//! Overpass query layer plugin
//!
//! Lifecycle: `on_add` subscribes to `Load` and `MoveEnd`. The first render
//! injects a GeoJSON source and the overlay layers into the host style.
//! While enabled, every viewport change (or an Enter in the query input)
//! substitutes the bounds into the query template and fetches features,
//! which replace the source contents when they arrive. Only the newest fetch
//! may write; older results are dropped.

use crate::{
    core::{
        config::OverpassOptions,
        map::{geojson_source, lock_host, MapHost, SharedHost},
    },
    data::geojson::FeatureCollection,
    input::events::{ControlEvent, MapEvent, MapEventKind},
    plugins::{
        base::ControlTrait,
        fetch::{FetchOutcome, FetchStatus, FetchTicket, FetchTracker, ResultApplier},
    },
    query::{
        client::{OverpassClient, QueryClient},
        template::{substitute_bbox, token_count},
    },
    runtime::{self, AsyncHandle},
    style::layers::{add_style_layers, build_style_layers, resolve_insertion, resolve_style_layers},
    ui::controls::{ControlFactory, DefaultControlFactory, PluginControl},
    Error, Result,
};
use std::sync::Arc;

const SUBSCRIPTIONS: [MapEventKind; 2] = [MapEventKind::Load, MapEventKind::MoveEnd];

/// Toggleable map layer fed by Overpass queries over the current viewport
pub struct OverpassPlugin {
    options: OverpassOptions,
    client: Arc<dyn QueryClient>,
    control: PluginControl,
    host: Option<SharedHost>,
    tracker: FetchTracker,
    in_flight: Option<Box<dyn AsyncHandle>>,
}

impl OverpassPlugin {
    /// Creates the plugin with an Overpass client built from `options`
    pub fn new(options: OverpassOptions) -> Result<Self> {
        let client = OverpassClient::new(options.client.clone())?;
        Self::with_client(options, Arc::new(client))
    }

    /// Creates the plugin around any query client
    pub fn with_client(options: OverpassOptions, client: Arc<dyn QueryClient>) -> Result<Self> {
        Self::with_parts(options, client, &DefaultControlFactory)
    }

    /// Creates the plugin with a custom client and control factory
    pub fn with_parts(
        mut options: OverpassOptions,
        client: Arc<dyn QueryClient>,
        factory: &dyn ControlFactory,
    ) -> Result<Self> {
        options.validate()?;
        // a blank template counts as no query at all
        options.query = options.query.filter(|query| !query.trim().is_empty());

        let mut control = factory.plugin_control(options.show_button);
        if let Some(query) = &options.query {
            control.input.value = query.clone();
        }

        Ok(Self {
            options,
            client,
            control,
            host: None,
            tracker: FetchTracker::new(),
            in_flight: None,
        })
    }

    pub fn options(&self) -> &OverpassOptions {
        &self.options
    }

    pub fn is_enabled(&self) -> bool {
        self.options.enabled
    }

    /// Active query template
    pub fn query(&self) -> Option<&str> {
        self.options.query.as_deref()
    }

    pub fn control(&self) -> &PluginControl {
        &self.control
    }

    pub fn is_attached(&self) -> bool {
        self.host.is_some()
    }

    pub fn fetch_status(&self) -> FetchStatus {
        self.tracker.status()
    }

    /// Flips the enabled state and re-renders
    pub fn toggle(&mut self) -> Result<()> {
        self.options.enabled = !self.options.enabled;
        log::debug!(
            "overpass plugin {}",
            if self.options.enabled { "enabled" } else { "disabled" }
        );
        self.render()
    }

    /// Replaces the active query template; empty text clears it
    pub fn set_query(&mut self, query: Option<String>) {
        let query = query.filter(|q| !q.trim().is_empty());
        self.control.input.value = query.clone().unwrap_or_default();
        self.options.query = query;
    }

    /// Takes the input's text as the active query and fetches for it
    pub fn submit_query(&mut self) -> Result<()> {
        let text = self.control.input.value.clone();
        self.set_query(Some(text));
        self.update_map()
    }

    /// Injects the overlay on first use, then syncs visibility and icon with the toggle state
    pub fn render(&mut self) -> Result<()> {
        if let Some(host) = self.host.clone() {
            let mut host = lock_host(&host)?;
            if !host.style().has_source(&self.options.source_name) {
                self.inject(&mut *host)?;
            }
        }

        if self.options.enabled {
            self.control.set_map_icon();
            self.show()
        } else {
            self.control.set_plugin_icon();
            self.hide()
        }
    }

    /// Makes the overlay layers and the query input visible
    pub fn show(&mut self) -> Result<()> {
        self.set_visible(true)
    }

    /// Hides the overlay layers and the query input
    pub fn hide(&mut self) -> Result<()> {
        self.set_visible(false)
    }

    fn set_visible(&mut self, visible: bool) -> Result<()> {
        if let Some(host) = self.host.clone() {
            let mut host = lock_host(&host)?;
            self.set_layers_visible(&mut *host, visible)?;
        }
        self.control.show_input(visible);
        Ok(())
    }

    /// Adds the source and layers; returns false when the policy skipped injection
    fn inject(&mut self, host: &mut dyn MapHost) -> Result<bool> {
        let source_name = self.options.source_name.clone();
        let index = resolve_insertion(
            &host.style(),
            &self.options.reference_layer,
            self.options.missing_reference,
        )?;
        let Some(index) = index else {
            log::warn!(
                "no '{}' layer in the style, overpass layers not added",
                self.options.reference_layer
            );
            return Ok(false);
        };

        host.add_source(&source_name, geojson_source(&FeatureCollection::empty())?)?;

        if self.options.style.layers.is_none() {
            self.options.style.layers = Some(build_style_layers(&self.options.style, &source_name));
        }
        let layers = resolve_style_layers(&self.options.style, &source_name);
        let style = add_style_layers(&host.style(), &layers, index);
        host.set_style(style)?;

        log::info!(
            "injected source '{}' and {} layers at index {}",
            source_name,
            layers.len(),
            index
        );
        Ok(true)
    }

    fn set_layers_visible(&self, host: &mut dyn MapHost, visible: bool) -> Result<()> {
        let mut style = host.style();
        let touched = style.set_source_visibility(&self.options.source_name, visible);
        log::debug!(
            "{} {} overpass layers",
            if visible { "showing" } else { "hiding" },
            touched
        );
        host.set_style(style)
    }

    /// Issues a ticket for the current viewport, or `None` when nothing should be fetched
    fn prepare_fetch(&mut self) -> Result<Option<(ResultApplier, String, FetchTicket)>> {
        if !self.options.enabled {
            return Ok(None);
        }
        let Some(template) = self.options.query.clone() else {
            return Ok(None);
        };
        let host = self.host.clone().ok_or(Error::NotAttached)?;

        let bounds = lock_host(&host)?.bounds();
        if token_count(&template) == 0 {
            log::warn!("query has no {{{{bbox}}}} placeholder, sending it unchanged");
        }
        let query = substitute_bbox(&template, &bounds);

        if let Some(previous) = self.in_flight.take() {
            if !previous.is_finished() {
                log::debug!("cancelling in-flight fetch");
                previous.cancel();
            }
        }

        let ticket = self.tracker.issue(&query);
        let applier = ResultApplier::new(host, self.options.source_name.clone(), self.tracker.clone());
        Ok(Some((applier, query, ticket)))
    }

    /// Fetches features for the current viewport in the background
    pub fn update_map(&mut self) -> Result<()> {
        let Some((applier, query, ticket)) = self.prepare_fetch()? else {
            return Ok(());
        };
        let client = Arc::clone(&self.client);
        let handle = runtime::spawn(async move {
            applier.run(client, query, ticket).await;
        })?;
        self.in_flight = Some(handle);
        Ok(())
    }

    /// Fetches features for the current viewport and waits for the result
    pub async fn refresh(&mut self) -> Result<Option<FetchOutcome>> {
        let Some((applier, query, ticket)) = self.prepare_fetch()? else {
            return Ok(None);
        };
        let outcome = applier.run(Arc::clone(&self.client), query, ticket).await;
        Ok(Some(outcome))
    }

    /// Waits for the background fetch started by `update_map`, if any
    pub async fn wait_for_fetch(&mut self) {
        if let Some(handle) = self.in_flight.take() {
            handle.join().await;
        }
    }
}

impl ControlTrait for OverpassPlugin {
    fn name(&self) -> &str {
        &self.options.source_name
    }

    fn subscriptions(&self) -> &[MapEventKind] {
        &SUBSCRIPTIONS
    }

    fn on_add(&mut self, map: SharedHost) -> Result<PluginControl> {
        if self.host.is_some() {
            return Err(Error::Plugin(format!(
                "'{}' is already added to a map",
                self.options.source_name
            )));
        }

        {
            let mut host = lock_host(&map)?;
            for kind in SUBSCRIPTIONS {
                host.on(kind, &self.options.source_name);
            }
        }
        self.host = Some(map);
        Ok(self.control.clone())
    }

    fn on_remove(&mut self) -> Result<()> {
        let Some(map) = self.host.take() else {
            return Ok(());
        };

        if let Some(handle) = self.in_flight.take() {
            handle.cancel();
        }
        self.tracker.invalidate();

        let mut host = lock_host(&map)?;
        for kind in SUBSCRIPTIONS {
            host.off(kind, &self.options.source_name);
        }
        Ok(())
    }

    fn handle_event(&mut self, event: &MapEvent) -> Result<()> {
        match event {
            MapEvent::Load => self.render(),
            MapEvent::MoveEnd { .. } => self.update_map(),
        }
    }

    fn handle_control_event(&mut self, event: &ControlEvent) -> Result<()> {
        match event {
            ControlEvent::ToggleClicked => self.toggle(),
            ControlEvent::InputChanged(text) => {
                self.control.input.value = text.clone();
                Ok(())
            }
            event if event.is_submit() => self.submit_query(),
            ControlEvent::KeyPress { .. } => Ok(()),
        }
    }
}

-- How to complete this task --
Both the line containing "Self::with_client(options, Arc::new(client))" and the line containing "options.query = options.query.filter(|query|" belong in the answer. Print them and every line above that falls between them exactly, and no others.

-- Exercise answer --
        Self::with_client(options, Arc::new(client))
    }

    /// Creates the plugin around any query client
    pub fn with_client(options: OverpassOptions, client: Arc<dyn QueryClient>) -> Result<Self> {
        Self::with_parts(options, client, &DefaultControlFactory)
    }

    /// Creates the plugin with a custom client and control factory
    pub fn with_parts(
        mut options: OverpassOptions,
        client: Arc<dyn QueryClient>,
        factory: &dyn ControlFactory,
    ) -> Result<Self> {
        options.validate()?;
        // a blank template counts as no query at all
        options.query = options.query.filter(|query| !query.trim().is_empty());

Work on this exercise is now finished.